Readers acquainted with popular culture know that such inane, annoying phrases are typical of American women’s magazines. Thus it may be surprising to learn that only three entries were quoted from sources clearly recognizable as such: numbers 3 and 6 from Cosmopolitan, and number 11 from Glamour. The rest were found in WebMD: the Magazine:

The magazine appears to have been introduced in 2005. According to its masthead page,

WebMD’s mission is to provide objective, trustworthy, and timely health information. Our website and magazine provide credible content, tools, and in-depth reference material about health subjects that matter to you. We are committed to providing information on a wide variety of health topics, all of which are reviewed by our board-certified physicians.

Every physician I know receives a “COMPLIMENTARY WAITING ROOM COPY” each month; the 3 or 4 waiting rooms that I’ve perused have been amply stocked.

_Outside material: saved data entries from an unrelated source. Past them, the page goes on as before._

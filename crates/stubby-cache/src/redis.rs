use async_trait::async_trait;
use redis::aio::MultiplexedConnection;
use redis::{AsyncCommands, RedisResult, Script};
use std::future::Future;
use std::time::Duration;
use stubby_core::{CacheError, QuotaKey, UsageQuota};
use tracing::{debug, info_span, trace, warn, Span};
use typed_builder::TypedBuilder;

use crate::MAX_WINDOW;

/// Type alias for cache results.
pub type Result<T> = std::result::Result<T, CacheError>;

pub const DEFAULT_KEY_PREFIX: &str = "stubby:usage:";
pub const DEFAULT_TIMEOUT: Duration = Duration::from_millis(250);

/// `INCR` only when the counter exists, so an uninitialized key stays absent
/// instead of being created without an expiry.
const INCREMENT_IF_PRESENT: &str = r"
if redis.call('EXISTS', KEYS[1]) == 1 then
    return redis.call('INCR', KEYS[1])
end
return false
";

/// Configuration for creating a [`RedisUsageQuota`].
#[derive(Debug, Clone, TypedBuilder)]
pub struct RedisQuotaConfig {
    /// Prefix for counter keys (e.g., "myapp:usage:").
    #[builder(default = DEFAULT_KEY_PREFIX.to_string(), setter(into))]
    pub key_prefix: String,
    /// Upper bound for a single Redis round trip.
    #[builder(default = DEFAULT_TIMEOUT)]
    pub timeout: Duration,
    /// Span every log event of the cache is attached to.
    #[builder(default, setter(strip_option))]
    pub span: Option<Span>,
}

impl Default for RedisQuotaConfig {
    fn default() -> Self {
        Self::builder().build()
    }
}

/// A Redis-based implementation of [`UsageQuota`].
///
/// Counters are plain integer keys created with a `PX` expiry, so Redis
/// discards them at the end of their window. Every call is bounded by the
/// configured timeout; failures are logged and answered with a count of zero
/// or a dropped increment.
#[derive(Debug, Clone)]
pub struct RedisUsageQuota {
    conn: MultiplexedConnection,
    key_prefix: String,
    timeout: Duration,
    increment_script: Script,
    span: Span,
}

fn map_redis_error(operation: &str, err: redis::RedisError) -> CacheError {
    let message = format!("{operation}: {err}");
    if err.is_timeout() {
        CacheError::Timeout(message)
    } else if err.is_connection_dropped() || err.is_connection_refusal() || err.is_io_error() {
        CacheError::Unavailable(message)
    } else {
        CacheError::Operation(message)
    }
}

/// `PX` argument for `window`, clamped to `1..=MAX_WINDOW` in milliseconds.
fn expiry_millis(window: Duration) -> u64 {
    u64::try_from(window.min(MAX_WINDOW).as_millis())
        .unwrap_or(u64::MAX)
        .max(1)
}

impl RedisUsageQuota {
    /// Creates a Redis usage quota with the default configuration.
    ///
    /// # Arguments
    ///
    /// * `conn` - A multiplexed Redis connection
    pub fn new(conn: MultiplexedConnection) -> Self {
        Self::with_config(conn, RedisQuotaConfig::default())
    }

    /// Creates a Redis usage quota with a custom configuration.
    pub fn with_config(conn: MultiplexedConnection, config: RedisQuotaConfig) -> Self {
        Self {
            conn,
            key_prefix: config.key_prefix,
            timeout: config.timeout,
            increment_script: Script::new(INCREMENT_IF_PRESENT),
            span: config.span.unwrap_or_else(|| info_span!("redis_usage_quota")),
        }
    }

    /// Opens a multiplexed connection to `url` and wraps it.
    pub async fn connect(url: &str, config: RedisQuotaConfig) -> Result<Self> {
        let client = redis::Client::open(url)
            .map_err(|e| CacheError::Unavailable(format!("invalid redis url '{url}': {e}")))?;
        let conn = client
            .get_multiplexed_async_connection()
            .await
            .map_err(|e| CacheError::Unavailable(format!("failed to connect to redis: {e}")))?;
        Ok(Self::with_config(conn, config))
    }

    /// Generates the Redis key for a quota key.
    fn cache_key(&self, key: &QuotaKey) -> String {
        format!("{}{}", self.key_prefix, key.storage_key())
    }

    /// Runs one round trip under the configured timeout.
    async fn bounded<T, F>(&self, operation: &str, request: F) -> Result<T>
    where
        F: Future<Output = RedisResult<T>>,
    {
        match tokio::time::timeout(self.timeout, request).await {
            Ok(Ok(value)) => Ok(value),
            Ok(Err(e)) => Err(map_redis_error(operation, e)),
            Err(_) => Err(CacheError::Timeout(format!(
                "{operation}: no reply within {:?}",
                self.timeout
            ))),
        }
    }

    async fn try_get_or_init(&self, key: &str, window: Duration) -> Result<u64> {
        let mut conn = self.conn.clone();

        let current: Option<String> = self
            .bounded("failed to read counter", conn.get(key))
            .await?;
        if let Some(raw) = current {
            return raw.trim().parse::<u64>().map_err(|e| {
                CacheError::InvalidData(format!("invalid counter value for key '{key}': {e}"))
            });
        }

        let window_ms = expiry_millis(window);
        // NX: a concurrent reader may have created the counter in between
        let _: Option<String> = self
            .bounded(
                "failed to initialize counter",
                redis::cmd("SET")
                    .arg(key)
                    .arg(0)
                    .arg("PX")
                    .arg(window_ms)
                    .arg("NX")
                    .query_async(&mut conn),
            )
            .await?;
        Ok(0)
    }

    async fn try_increment(&self, key: &str) -> Result<Option<u64>> {
        let mut conn = self.conn.clone();
        let invocation = self.increment_script.key(key);
        self.bounded("failed to increment counter", invocation.invoke_async(&mut conn))
            .await
    }
}

#[async_trait]
impl UsageQuota for RedisUsageQuota {
    async fn get_or_init(&self, key: &QuotaKey, window: Duration) -> u64 {
        let redis_key = self.cache_key(key);
        trace!(parent: &self.span, key = %key, "reading usage counter from Redis");

        match self.try_get_or_init(&redis_key, window).await {
            Ok(count) => count,
            Err(e) => {
                warn!(parent: &self.span, key = %key, error = %e, "usage counter unavailable, assuming 0");
                0
            }
        }
    }

    async fn increment(&self, key: &QuotaKey) {
        let redis_key = self.cache_key(key);
        trace!(parent: &self.span, key = %key, "incrementing usage counter in Redis");

        match self.try_increment(&redis_key).await {
            Ok(Some(count)) => {
                debug!(parent: &self.span, key = %key, count, "incremented usage counter");
            }
            Ok(None) => {
                debug!(parent: &self.span, key = %key, "usage counter not initialized, increment ignored");
            }
            Err(e) => {
                warn!(parent: &self.span, key = %key, error = %e, "failed to increment usage counter, dropping");
            }
        }
    }
}

#[cfg(test)]
mod tests {
    use super::*;

    #[test]
    fn expiry_is_window_in_millis() {
        assert_eq!(expiry_millis(Duration::from_secs(60)), 60_000);
    }

    #[test]
    fn expiry_is_at_least_one_millisecond() {
        assert_eq!(expiry_millis(Duration::ZERO), 1);
        assert_eq!(expiry_millis(Duration::from_micros(10)), 1);
    }

    #[test]
    fn expiry_is_clamped_like_the_memory_backend() {
        let max = MAX_WINDOW.as_millis() as u64;
        assert_eq!(expiry_millis(Duration::MAX), max);
        assert_eq!(expiry_millis(MAX_WINDOW + Duration::from_secs(1)), max);
    }
}
use stubby_generator::GenerateError;
use thiserror::Error;

pub type Result<T> = std::result::Result<T, MintError>;

#[derive(Debug, Clone, Error, PartialEq, Eq)]
pub enum MintError {
    #[error("invalid alias: {0}")]
    InvalidAlias(String),
    #[error("{kind} quota exceeded: used {used} of {limit}")]
    QuotaExceeded { kind: String, used: u64, limit: u64 },
    #[error(transparent)]
    Generate(#[from] GenerateError),
}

I suspect that most office managers are happy to be provided with free reading material that seems appropriate for patients, and that most physicians haven’t given the magazine more than a passing glance. The problem is that the magazine, like the consumer website of the same name, offers a mixture of accurate-if-mundane information, misleading health claims, exaggerated nutritional advice, unwarranted fear-mongering, and pseudoscientific nonsense. I’ll limit examples and comments to the final four categories. (more…)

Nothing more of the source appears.